Thierry St-Cyr Bloc Jeanne-Le Ber, QC

You referred me to section 11.3 concerning special meetings. I obviously meant meetings requested by members. However, section 11.3 concerns a special meeting called by the president, vice-president or a majority of directors.

I'd like to know the number of the provision that applies when members want to call a general meeting, because I can't find it.

9:35 a.m.

Conservative

The Chair Conservative Norman Doyle

Very briefly, Mr. Ryan.

9:35 a.m.

Chair, Canadian Society of Immigration Consultants

John Ryan

There isn't a bylaw that allows the members directly to call a special general meeting or an annual general meeting. They can petition the board of directors, and a simple majority of the board of directors, which is elected, will call that meeting. That's what section 11.3 enables.

9:35 a.m.

Conservative

The Chair Conservative Norman Doyle

Good. Thank you.

Mr. Komarnicki, you have seven minutes.

April 9th, 2008 / 9:35 a.m.

Conservative

Ed Komarnicki Conservative Souris—Moose Mountain, SK

Thank you, Mr. Chair.

There is no doubt that for any organization like yours, there is a time for maturation to take place, so I appreciate there are some growing pains involved.

To follow up on Mr. St-Cyr's question, I did look at your bylaws and was concerned that the special meetings of members could be convened by order of the chair, vice-chair, or by a simple majority of directors at any date, time, and place. But effectively, the directors chose not to. Even if the members petition, there's nothing in the governance part that would allow the members to have the right to call a special meeting on a certain number or percentage of membership. And I think somehow that leaves a deficiency there for members who may have a legitimate case to put forward to a board that might not be particularly interested in doing that.

I just raise that for you.

9:35 a.m.

Chair, Canadian Society of Immigration Consultants

John Ryan

Mr. Komarnicki, in response, if you look at the beginning of the section in terms of bylaws, the tab marked “bylaws”, ladies and gentlemen--

In French, it's the Règlement administratif.

You will see the number of times the bylaws have been amended by the corporation. And as you probably know, each time these bylaws are amended, they first must be amended with the vote of the full membership. Then, once we have the vote and approval of the full membership, we must submit it to Industry Canada for the minister's consent.

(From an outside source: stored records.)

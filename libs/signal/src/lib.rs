use tracing::warn;

/// SIGTERM from the service manager or SIGINT from a terminal.
/// Falls back to Ctrl-C if the handlers cannot be installed.
#[cfg(unix)]
async fn wait_for_signal_impl() -> &'static str {
    use tokio::signal::unix::{signal, SignalKind};

    match (
        signal(SignalKind::terminate()),
        signal(SignalKind::interrupt()),
    ) {
        (Ok(mut terminate), Ok(mut interrupt)) => tokio::select! {
            _ = terminate.recv() => "SIGTERM",
            _ = interrupt.recv() => "SIGINT",
        },
        _ => {
            warn!("unix signal handlers unavailable, waiting for ctrl-c");
            ctrl_c().await
        }
    }
}

#[cfg(not(unix))]
async fn wait_for_signal_impl() -> &'static str {
    ctrl_c().await
}

async fn ctrl_c() -> &'static str {
    if let Err(e) = tokio::signal::ctrl_c().await {
        warn!("ctrl-c handler failed, no stop signal will arrive: {}", e);
        std::future::pending::<()>().await;
    }
    "CTRL_C"
}

/// Resolves once a graceful shutdown is requested, with the signal name
pub async fn wait_for_stop_signal() -> &'static str {
    wait_for_signal_impl().await
}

For each of these dates you see on the front page of the bylaws, this process was observed and followed. It's just in the last meeting, where we had the full membership after transition, that we had a 20% quorum issue.

But certainly the members at the upcoming annual general meeting in September can move a motion or a resolution to change the bylaws, to add a clause if they feel so inclined.

9:35 a.m.

Conservative

Ed Komarnicki Conservative Souris—Moose Mountain, SK

I notice your bylaws provide for a number of committees. Do you have a governance committee?

9:35 a.m.

Chair, Canadian Society of Immigration Consultants

John Ryan

We have a standing governance committee as well as a board of directors. Two of us have our accreditation in corporate governance, issued by the Institute of Corporate Directors in conjunction with the University of Toronto and the University of British Columbia. Also, a number of our directors are sent on training for audit committee work, etc.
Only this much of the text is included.